To deal first and lightly with that pitiable person, whom nature is dealing with so hardly: Andrea King was her maiden name; she descends from the King family of nearby Somerset County, whose ancestors a century and a half ago conspired on behalf of their friend Jérôme Bonaparte to spirit Napoleon from St Helena to Maryland. From her (and the possibly fancied ambiguity of his siring) Ambrose takes his fanciful nom de plume, as well as his love for word games. From her the surgeons last summer took the seventy-year-old breast my lover once suckled beneath a swarm of golden bees. Andrea herself made this connexion, remarking further (which delighted Ambrose) that just as all the bees but one had been removed by Grandfather Mensch on that momentous occasion, and the one he’d missed had stung her, so now etc., and here she was: it took only one. Did I happen to know the British word for the terminal character of the alphabet, three letters beginning with z?
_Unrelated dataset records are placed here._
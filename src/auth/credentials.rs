use parking_lot::Mutex;
use std::collections::BTreeMap;
use std::fs;
use std::path::{Path, PathBuf};

use crate::errors::{AppError, Result};

pub const TOKEN_KEY: &str = "token";
pub const ROLE_KEY: &str = "role";
pub const USER_ID_KEY: &str = "userId";

/// Durable key/value holder for the signed-in credential.
///
/// Only the session controller writes to it.
#[cfg_attr(test, mockall::automock)]
pub trait CredentialStore: Send + Sync {
    fn get(&self, key: &str) -> Result<Option<String>>;

    fn set(&self, key: &str, value: &str) -> Result<()>;

    fn clear(&self) -> Result<()>;
}

/// Keeps the credential as a small JSON object on disk so it survives restarts.
pub struct FileCredentialStore {
    path: PathBuf,
    entries: Mutex<BTreeMap<String, String>>,
}

impl FileCredentialStore {
    pub fn open<P: AsRef<Path>>(path: P) -> Result<Self> {
        let path = path.as_ref().to_path_buf();

        let entries = match fs::read(&path) {
            Ok(raw) => match serde_json::from_slice(&raw) {
                Ok(entries) => entries,
                Err(e) => {
                    tracing::warn!(path = %path.display(), error = %e, "Ignoring unreadable credential file");
                    BTreeMap::new()
                }
            },
            Err(e) if e.kind() == std::io::ErrorKind::NotFound => BTreeMap::new(),
            Err(e) => {
                return Err(AppError::CredentialStore(format!(
                    "Failed to read {}: {}",
                    path.display(),
                    e
                )))
            }
        };

        Ok(Self {
            path,
            entries: Mutex::new(entries),
        })
    }

    pub fn path(&self) -> &Path {
        &self.path
    }

    fn persist(&self, entries: &BTreeMap<String, String>) -> Result<()> {
        if let Some(parent) = self.path.parent() {
            if !parent.as_os_str().is_empty() {
                fs::create_dir_all(parent).map_err(|e| {
                    AppError::CredentialStore(format!("Failed to create directory: {}", e))
                })?;
            }
        }

        let data = serde_json::to_vec_pretty(entries)
            .map_err(|e| AppError::CredentialStore(format!("Failed to encode: {}", e)))?;

        // Write-then-rename so a crash never leaves a half-written credential.
        let tmp = self.path.with_extension("tmp");
        fs::write(&tmp, data)
            .map_err(|e| AppError::CredentialStore(format!("Failed to write file: {}", e)))?;
        fs::rename(&tmp, &self.path)
            .map_err(|e| AppError::CredentialStore(format!("Failed to replace file: {}", e)))?;

        Ok(())
    }
}

impl CredentialStore for FileCredentialStore {
    fn get(&self, key: &str) -> Result<Option<String>> {
        Ok(self.entries.lock().get(key).cloned())
    }

    fn set(&self, key: &str, value: &str) -> Result<()> {
        let mut entries = self.entries.lock();
        entries.insert(key.to_string(), value.to_string());
        self.persist(&entries)
    }

    fn clear(&self) -> Result<()> {
        self.entries.lock().clear();

        match fs::remove_file(&self.path) {
            Ok(()) => Ok(()),
            Err(e) if e.kind() == std::io::ErrorKind::NotFound => Ok(()),
            Err(e) => Err(AppError::CredentialStore(format!(
                "Failed to remove {}: {}",
                self.path.display(),
                e
            ))),
        }
    }
}

/// Process-local store for sessions that should not outlive the process.
#[derive(Default)]
pub struct MemoryCredentialStore {
    entries: Mutex<BTreeMap<String, String>>,
}

impl MemoryCredentialStore {
    pub fn new() -> Self {
        Self::default()
    }
}

impl CredentialStore for MemoryCredentialStore {
    fn get(&self, key: &str) -> Result<Option<String>> {
        Ok(self.entries.lock().get(key).cloned())
    }

    fn set(&self, key: &str, value: &str) -> Result<()> {
        self.entries
            .lock()
            .insert(key.to_string(), value.to_string());
        Ok(())
    }

    fn clear(&self) -> Result<()> {
        self.entries.lock().clear();
        Ok(())
    }
}
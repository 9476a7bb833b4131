//! Client-side session and resource controllers for the My Cloud file
//! storage service.
//!
//! [`auth::SessionController`] owns the signed-in identity,
//! [`services::ResourceGateway`] talks to the server on its behalf, and the
//! [`services::FileCollectionController`] / [`services::UserDirectoryController`]
//! keep local copies of the server's collections. [`auth::decide`] gates every
//! protected view.

pub mod auth;
pub mod cli;
pub mod config;
pub mod errors;
pub mod models;
pub mod services;
pub mod utils;

use std::sync::Arc;

use crate::{
    auth::{CredentialStore, FileCredentialStore, SessionController, SessionHandle},
    config::Config,
    errors::Result,
    services::{FileCollectionController, ResourceGateway, UserDirectoryController},
};

/// Everything a shell needs, wired against one configuration.
pub struct Client {
    pub config: Config,
    pub session: SessionController,
}

impl Client {
    /// Builds the client on the durable credential file from `config` and
    /// restores any previous session from it.
    pub fn open(config: Config) -> Result<Self> {
        let store = Arc::new(FileCredentialStore::open(&config.credentials_path)?);
        Self::with_store(config, store)
    }

    pub fn with_store(config: Config, store: Arc<dyn CredentialStore>) -> Result<Self> {
        let gateway = ResourceGateway::new(&config, SessionHandle::new(store))?;
        let session = SessionController::new(gateway);
        session.restore_from_storage()?;

        Ok(Self { config, session })
    }

    pub fn file_collection(&self) -> FileCollectionController {
        FileCollectionController::new(self.session.gateway().clone(), &self.config)
    }

    pub fn user_directory(&self) -> UserDirectoryController {
        UserDirectoryController::new(self.session.gateway().clone(), &self.config)
    }
}
use reqwest::{multipart::Form, Client, Method, RequestBuilder, Response, StatusCode};
use serde::{de::DeserializeOwned, Serialize};
use serde_json::Value;

use crate::{
    auth::session::SessionHandle,
    config::Config,
    errors::{AppError, Result},
};

#[derive(Debug, Clone, Copy, PartialEq, Eq)]
enum Credential {
    Attach,
    Anonymous,
}

/// Request layer in front of the remote authority.
///
/// Attaches the current bearer token, performs exactly one attempt, and turns
/// every non-success response into an [`AppError`]. A 401 on a call that
/// carried a token signs the session out.
#[derive(Clone)]
pub struct ResourceGateway {
    client: Client,
    base_url: String,
    session: SessionHandle,
}

impl ResourceGateway {
    pub fn new(config: &Config, session: SessionHandle) -> Result<Self> {
        let client = Client::builder()
            .timeout(config.request_timeout())
            .build()
            .map_err(|e| AppError::Config(format!("Failed to create HTTP client: {}", e)))?;

        Ok(Self {
            client,
            base_url: config.api_base_url.trim_end_matches('/').to_string(),
            session,
        })
    }

    pub fn session(&self) -> &SessionHandle {
        &self.session
    }

    pub fn base_url(&self) -> &str {
        &self.base_url
    }

    pub async fn get_json<T: DeserializeOwned>(&self, path: &str) -> Result<T> {
        let response = self
            .send(Method::GET, path, Credential::Attach, |req| req)
            .await?;
        decode(response).await
    }

    pub async fn post_json<B, T>(&self, path: &str, body: &B) -> Result<T>
    where
        B: Serialize + ?Sized,
        T: DeserializeOwned,
    {
        let response = self
            .send(Method::POST, path, Credential::Attach, |req| req.json(body))
            .await?;
        decode(response).await
    }

    pub async fn patch_json<B, T>(&self, path: &str, body: &B) -> Result<T>
    where
        B: Serialize + ?Sized,
        T: DeserializeOwned,
    {
        let response = self
            .send(Method::PATCH, path, Credential::Attach, |req| req.json(body))
            .await?;
        decode(response).await
    }

    pub async fn post_multipart<T: DeserializeOwned>(&self, path: &str, form: Form) -> Result<T> {
        let response = self
            .send(Method::POST, path, Credential::Attach, |req| req.multipart(form))
            .await?;
        decode(response).await
    }

    pub async fn post_empty(&self, path: &str) -> Result<()> {
        self.send(Method::POST, path, Credential::Attach, |req| req)
            .await
            .map(drop)
    }

    pub async fn delete(&self, path: &str) -> Result<()> {
        self.send(Method::DELETE, path, Credential::Attach, |req| req)
            .await
            .map(drop)
    }

    /// Returns the raw response so the caller can stream the body.
    pub async fn get_stream(&self, path: &str) -> Result<Response> {
        self.send(Method::GET, path, Credential::Attach, |req| req)
            .await
    }

    pub(crate) async fn post_json_anonymous<B, T>(&self, path: &str, body: &B) -> Result<T>
    where
        B: Serialize + ?Sized,
        T: DeserializeOwned,
    {
        let response = self
            .send(Method::POST, path, Credential::Anonymous, |req| req.json(body))
            .await?;
        decode(response).await
    }

    pub(crate) async fn post_empty_anonymous<B>(&self, path: &str, body: &B) -> Result<()>
    where
        B: Serialize + ?Sized,
    {
        self.send(Method::POST, path, Credential::Anonymous, |req| req.json(body))
            .await
            .map(drop)
    }

    async fn send<F>(
        &self,
        method: Method,
        path: &str,
        credential: Credential,
        build: F,
    ) -> Result<Response>
    where
        F: FnOnce(RequestBuilder) -> RequestBuilder,
    {
        let url = format!("{}{}", self.base_url, path);
        let token = match credential {
            Credential::Attach => self.session.token(),
            Credential::Anonymous => None,
        };

        let mut request = self.client.request(method.clone(), &url);
        if let Some(token) = &token {
            request = request.bearer_auth(token);
        }

        let response = build(request).send().await.map_err(|e| {
            tracing::warn!(%method, path, error = %e, "Request did not reach the server");
            AppError::from(e)
        })?;

        let status = response.status();
        if status.is_success() {
            tracing::debug!(%method, path, status = status.as_u16(), "Request succeeded");
            return Ok(response);
        }

        let body = response.text().await.unwrap_or_default();
        let detail = extract_detail(&body);
        tracing::debug!(%method, path, status = status.as_u16(), ?detail, "Request rejected");

        if status == StatusCode::UNAUTHORIZED {
            if let Some(token) = &token {
                self.session.invalidate_if_current(token);
            }
        }

        Err(AppError::from_status(status, detail))
    }
}

async fn decode<T: DeserializeOwned>(response: Response) -> Result<T> {
    let bytes = response.bytes().await?;
    Ok(serde_json::from_slice(&bytes)?)
}

/// Pulls a human-readable message out of an error body.
///
/// `message`, `detail` and `error` fields win; field-level validation maps
/// become `field: message` pairs; anything else is returned as sent.
pub fn extract_detail(body: &str) -> Option<String> {
    let body = body.trim();
    if body.is_empty() {
        return None;
    }

    let value = match serde_json::from_str::<Value>(body) {
        Ok(value) => value,
        Err(_) => return Some(body.to_string()),
    };

    match value {
        Value::Object(map) => {
            for key in ["message", "detail", "error"] {
                if let Some(Value::String(message)) = map.get(key) {
                    return Some(message.clone());
                }
            }

            let fields: Vec<String> = map
                .iter()
                .filter_map(|(field, value)| {
                    flatten_messages(value).map(|message| format!("{}: {}", field, message))
                })
                .collect();

            if fields.is_empty() {
                Some(body.to_string())
            } else {
                Some(fields.join("; "))
            }
        }
        other => flatten_messages(&other).or_else(|| Some(body.to_string())),
    }
}

fn flatten_messages(value: &Value) -> Option<String> {
    match value {
        Value::String(message) if !message.is_empty() => Some(message.clone()),
        Value::Array(items) => {
            let messages: Vec<&str> = items.iter().filter_map(Value::as_str).collect();
            if messages.is_empty() {
                None
            } else {
                Some(messages.join(" "))
            }
        }
        _ => None,
    }
}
That was about the limit of her interest in Yours Truly, for which (limit) I was grateful. She had been something of a beauty, Ambrose told me; several men besides his late father had loved her. A neighbour had driven himself to drink on her account; her husband’s brother — Ambrose’s late Uncle Karl — had perhaps slept with her (intramural adultery seems a family custom!), was not impossibly Ambrose’s begetter, or his brother Peter’s… All dead now: the neighbour by his own hand, the uncle of liver cancer, the father — who on an evil day first proposed the Tower of Truth to Harrison Mack and John Schott — of a brain tumour. And their femme fatale now potbellied, shrunken, half deaf, gone in the teeth — a sweetless hive of swarming cells, not expected to survive the summer. Crude and blasted as she was, I rather liked her: some tough East Anglian country stock showed through. She was in pain; feared she’d need drugging before she finished the puzzle in that day’s Times.

“Zed,” her son suggested.

We then adjourned to Mensch’s Castle, Folly, Leuchtturm, whatever, where I was to meet and lunch with his brother, with his twin niece and nephew, with his dear damaged daughter, and with the first, third, and fifth loves of his life: Magda Giulianova. I was in no great haste, am in none now, to get to her, whom I fancied watching us through that camera obscura as we crossed from the hospital toward the Menschhaus. We toured the grounds, yclept Erdmann’s Cornlot after its former use and owner: a square of zoysia grass landscaped with azaleas, roses, mimosa, weeping willows, and well-tended grapevines, fronting on the Choptank. Where once had been a seawall on the river side is now a brand-new sandy point, whereof here is the sorry history:

Were you aware, when you worked that summer for Mensch Masonry, of the fraud Peter Mensch’s house was being built on? The poor chap had been left a small sum by another uncle (cancer of the skin) and resolved to build a house for the family, whose fortunes were as always parlous. He bought Erdmann’s Cornlot, went off to war, and left the job of construction to the family firm — which is to say, to the liver-cancered uncle and the brain-tumoured father, who (the latter in particular was, it seems, a cranky rascal) proceeded to shortchange their benefactor at every opportunity. The seawall had been protected by riprap of quarried stone: this they removed to complete the repairing of the hospital’s seawall, itself crumbling because some years earlier they’d removed its riprap for other purposes! The footings for Peter’s house were laid to skimpier specifications than he’d called for; the mortar you mixed that summer was systematically overloaded with sand, to save money; the stone used for construction was that same riprap removed from before the hospital wall, still too barnacled and mossed to bond properly with the mortar, especially with that mortar. Ambrose knew of these things (which he now candidly rehearses as we stroll the grounds) and loved his brother, but could not protest—did not protest — because of his own sore culpability: his virgin tryst and subsequent occasional coupling with La Giulianova, which he believed Mensch père to have espied!